The daughter of a designer—her mother started a design firm, Marianne Minister Interiors, and worked until she was 75 (“I hope to work as long as she did,” Hanig says)—she made her first foray into the design world with the French company Brunschwig & Fils, the gold standard of design whose fabrics grace the walls of the Palace of Versailles and the White House. Along with loving her job in Boston, Hanig met her future husband, Marco. After the couple married, they moved to Connecticut where they had their first daughter, Mallory, and Hanig opened her design firm, Courtney Hanig Interiors. On the heels of her launch, her husband announced that he got an interesting job offer in Chicago. “Marco invited me to go to Chicago for a romantic weekend. Six weeks later I reluctantly boarded an airplane to move from the East Coast,” says Hanig, who built a booming design business based in the Windy City.
Fast forward to building Most of All. The team that worked with Hanig to realize her dream house includes architectural design firm Emeritus, K Wiggin Building and Deane Kitchens. Highlights of the transitional home include six en suite bedrooms, an open area that features a living room with 23-foot ceilings, a dining room, a kitchen and a covered porch that wraps across the front of the home around to the mudroom side entry. The home also features a private back porch for dining and relaxing, with a gas fireplace finished with large-format tile and a five-inch V-groove ceiling. “Courtney is so refreshing. She is aware of every detail down to an eighth of an inch,” says Emeritus founder and principal Matthew MacEachern, who recalls that Hanig and builder Kris Wiggin stared at a ceiling detail that they rotated 90 degrees. “She applied that level of detail to the entire house,” he notes.
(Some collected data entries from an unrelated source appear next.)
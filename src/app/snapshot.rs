//! Configuration snapshot — the whole machine configuration as a
//! replayable command script.
//!
//! The script is assembled in memory, then handed to storage in a single
//! write followed by close.  Nothing reaches the file until the buffer is
//! complete, and the success signal is raised only once close returns.
//!
//! ```text
//!  header · M502 · units · M92 · M203 · M201 · M204 · M205 · M206
//!         · [M666] · M851 · [M906] · [C100 C101 C102 C125 C3]
//!         · M500 · G4 · M300 · M117
//! ```

use core::fmt::Write;

use log::{info, warn};

use crate::capabilities::{Capabilities, Feature};
use crate::error::SnapshotError;
use crate::units::UnitSystem;

use super::context::MachineContext;
use super::events::AppEvent;
use super::ports::{Axis, EventSink, FileStore, MotionPort, Stepper, StepperPort};
use super::report::{ReportGroup, command_line};

/// Fixed name of the snapshot on the storage card.
pub const SNAPSHOT_FILE: &str = "config.gcode";

/// Directive restoring firmware defaults; always precedes parameter lines.
pub const RESET_DIRECTIVE: &str = "M502";

const HEADER: &str = ";  Firmware Configuration File\n\
;=====================================================\n";
const CONFIG_MARKER: &str = "C10\n";
const APPLYING: &str = "M117 Applying configuration\n\
;-----------------------------------------------------\n";
const FOOTER: &str = "M500\nG4S1\nM300P200\nM117 Configuration Applied\n";

pub struct ConfigSnapshotSerializer {
    file_name: &'static str,
}

impl Default for ConfigSnapshotSerializer {
    fn default() -> Self {
        Self::new()
    }
}

impl ConfigSnapshotSerializer {
    pub fn new() -> Self {
        Self {
            file_name: SNAPSHOT_FILE,
        }
    }

    pub fn file_name(&self) -> &'static str {
        self.file_name
    }

    /// Build, write and close the snapshot.  Returns the bytes written.
    ///
    /// Exactly one of `SnapshotStored` / `SnapshotFailed` is emitted.
    pub fn write_snapshot(
        &self,
        ctx: &MachineContext,
        hw: &(impl MotionPort + StepperPort),
        files: &mut impl FileStore,
        sink: &mut impl EventSink,
    ) -> Result<usize, SnapshotError> {
        let script = self.build(ctx, hw);
        match self.store(files, script.as_bytes()) {
            Ok(bytes) => {
                info!("Config snapshot stored: {} ({} bytes)", self.file_name, bytes);
                sink.emit(&AppEvent::SnapshotStored { bytes });
                Ok(bytes)
            }
            Err(e) => {
                warn!("Config snapshot failed: {}", e);
                sink.emit(&AppEvent::SnapshotFailed(e));
                Err(e)
            }
        }
    }

    /// Assemble the script text without touching storage.
    pub fn build(&self, ctx: &MachineContext, hw: &(impl MotionPort + StepperPort)) -> String {
        let caps = ctx.capabilities();
        let units = if caps.has(Feature::InchMode) {
            ctx.units
        } else {
            UnitSystem::Millimeters
        };
        let mut out = String::with_capacity(1024);

        out.push_str(HEADER);
        if caps.has(Feature::CustomCommands) {
            out.push_str(CONFIG_MARKER);
        }
        out.push_str(APPLYING);
        out.push_str(RESET_DIRECTIVE);
        out.push('\n');

        let _ = writeln!(out, "  {} ; ({})", units.gcode(), units.suffix());
        write_motion(&mut out, caps, units, hw);
        write_steppers(&mut out, caps, hw);
        write_custom_groups(&mut out, ctx, units);

        out.push_str(FOOTER);
        out
    }

    fn store(&self, files: &mut impl FileStore, data: &[u8]) -> Result<usize, SnapshotError> {
        files.open_write(self.file_name).map_err(SnapshotError::Open)?;

        let written = match files.write(data) {
            Ok(n) => n,
            Err(e) => {
                let _ = files.close();
                return Err(SnapshotError::Write(e));
            }
        };
        if written != data.len() {
            let _ = files.close();
            return Err(SnapshotError::ShortWrite {
                written,
                expected: data.len(),
            });
        }

        files.close().map_err(SnapshotError::Close)?;
        Ok(written)
    }
}

// ═══════════════════════════════════════════════════════════════════════════
//  Line groups
// ═══════════════════════════════════════════════════════════════════════════

/// Planner, offsets and endstop trim.
///
/// Lengths, speeds and accelerations are divided by the unit factor; steps
/// per unit are multiplied, so each line replays correctly under the unit
/// directive emitted above it.
fn write_motion(out: &mut String, caps: Capabilities, units: UnitSystem, hw: &impl MotionPort) {
    let p = hw.planner();
    let lin = |v: f32| units.from_mm(v);
    let per_unit = |v: f32| v * units.linear_unit_factor();

    axis_line(out, "M92", p.steps_per_unit.map(per_unit));
    axis_line(out, "M203", p.max_feedrate.map(lin));
    axis_line(out, "M201", p.max_acceleration.map(lin));

    let _ = writeln!(
        out,
        "  M204 P{:.2} R{:.2} T{:.2}",
        lin(p.acceleration),
        lin(p.retract_acceleration),
        lin(p.travel_acceleration)
    );

    let _ = write!(
        out,
        "  M205 B{} S{:.2} T{:.2}",
        p.min_segment_time_us,
        lin(p.min_feedrate),
        lin(p.min_travel_feedrate)
    );
    if caps.has(Feature::ClassicJerk) {
        let [x, y, z] = p.max_jerk.map(lin);
        let _ = write!(out, " X{x:.2} Y{y:.2} Z{z:.2}");
    }
    out.push('\n');

    axis_line(out, "M206", hw.home_offset().map(lin));

    if caps.has_extra_endstops() {
        out.push_str("  M666");
        let trims = [
            (Feature::DualEndstopsX, Axis::X, 'X'),
            (Feature::DualEndstopsY, Axis::Y, 'Y'),
            (Feature::MultiEndstopsZ, Axis::Z, 'Z'),
        ];
        for (feature, axis, letter) in trims {
            if caps.has(feature) {
                let _ = write!(out, " {letter}{:.2}", lin(hw.endstop_adjustment(axis)));
            }
        }
        out.push('\n');
    }

    axis_line(out, "M851", hw.probe_offset().map(lin));
}

/// `M906` driver currents: primaries on one line, secondaries under `I1`.
fn write_steppers(out: &mut String, caps: Capabilities, hw: &impl StepperPort) {
    if !caps.has(Feature::TrinamicConfig) {
        return;
    }
    for (steppers, index) in [(Stepper::PRIMARY, ""), (Stepper::SECONDARY, " I1")] {
        let mut line = String::new();
        for stepper in steppers {
            if let Some(ma) = hw.current_ma(stepper) {
                let _ = write!(line, " {}{}", stepper.letter(), ma);
            }
        }
        if !line.is_empty() {
            let _ = writeln!(out, "  M906{index}{line}");
        }
    }
}

/// Replay lines of every settable `C` group.
fn write_custom_groups(out: &mut String, ctx: &MachineContext, units: UnitSystem) {
    let caps = ctx.capabilities();
    let mut view = ctx.clone();
    view.units = units;
    for group in ReportGroup::ALL {
        if group.settable(caps) {
            out.push_str(&command_line(group, &view));
            out.push('\n');
        }
    }
}

fn axis_line(out: &mut String, code: &str, [x, y, z]: [f32; 3]) {
    let _ = writeln!(out, "  {code} X{x:.2} Y{y:.2} Z{z:.2}");
}
//! Log-based event sink adapter.
//!
//! Implements [`EventSink`] by writing application events to the logger
//! (serial console in production).  The status-line/buzzer adapter of a
//! real display would implement the same trait.

use log::{info, warn};

use crate::app::events::AppEvent;
use crate::app::ports::EventSink;

/// Adapter that logs every [`AppEvent`] and remembers the last status text.
#[derive(Default)]
pub struct LogEventSink {
    status: Option<&'static str>,
}

impl LogEventSink {
    pub fn new() -> Self {
        Self::default()
    }

    /// Last status-line message, as a display would show it.
    pub fn status(&self) -> Option<&'static str> {
        self.status
    }
}

impl EventSink for LogEventSink {
    fn emit(&mut self, event: &AppEvent) {
        match event {
            AppEvent::UnknownCommand(code) => {
                warn!("CMD | unknown C{}", code);
            }
            AppEvent::SettingsChanged { code } => {
                info!("CMD | C{} updated settings", code);
            }
            AppEvent::ConfigScriptStarted => {
                info!("CFG | applying configuration script");
                self.status = Some("Applying configuration");
            }
            AppEvent::SnapshotStored { bytes } => {
                info!("CFG | snapshot stored, {} bytes | BEEP(ok)", bytes);
                self.status = Some("Config GCode Stored");
            }
            AppEvent::SnapshotFailed(e) => {
                warn!("CFG | snapshot failed: {} | BEEP(error)", e);
                self.status = Some("Config GCode Failed");
            }
            AppEvent::SettingsReset => {
                info!("EEPROM | reset to defaults");
            }
            AppEvent::SettingsSaved => {
                info!("EEPROM | settings stored");
                self.status = Some("Settings Stored");
            }
            AppEvent::SettingsLoaded => {
                info!("EEPROM | settings loaded");
            }
            AppEvent::SettingsFailed(e) => {
                warn!("EEPROM | {}", e);
                self.status = Some("Settings Error");
            }
        }
    }
}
“The home has so many great design characteristics that make it unique and a top-notch addition to any portfolio,” says Wiggin, who applauded the exterior trim—its beautiful scale and swooping gable-end rake boards with a cedar wood roof—and the expansive covered porch, as well as interior details. “The interior entry and stairway to the second floor are where summer cottage meets a modern tone with oak handrails and paneled glass for safety. Matt MacEachern and his team at Emeritus did a fantastic job interpreting the owner’s vision and giving a touch of Emeritus,” Wiggin says.
Hanig notes that she has worked on a “zillion kitchens,” but had never designed a kitchen like the one at Most of All and was thrilled to work with designer Gianna Santoro at Deane Kitchens who helped her make thoughtful decisions. “Courtney is a joy. She is such a kind person. Her priority is her family,” Santoro says. The pair visited Clarke’s Sub-Zero, Wolf and Cove Showroom in Connecticut where Santoro was able to work with the team to select a 36-inch Wolf stove and two 30-inch Sub-Zero refrigerators. The pair of refrigerators was a brilliant idea that created a stunning symmetrical solution. “The kitchen was all about functionality that works for the open floor plan,” says Santoro, who notes that one of the refrigerators includes bottom freezer drawers while the other is used exclusively for refrigeration but mirrors the drawer design. They also added a wine refrigerator in the bar area.
“The best projects are those when the team is even fonder of one another when it’s all over. From kitchen design to architect to builder, we were all in sync and hope to work together again soon,” Hanig says. When wandering around ’Sconset as a kid, she would study the houses and often daydream of what kind of house she would design if given the chance. After spending her first holiday at Most of All with her family and two corgis, Cooper and Oliver, she sees a dream realized: Most of All is everything she wanted and more.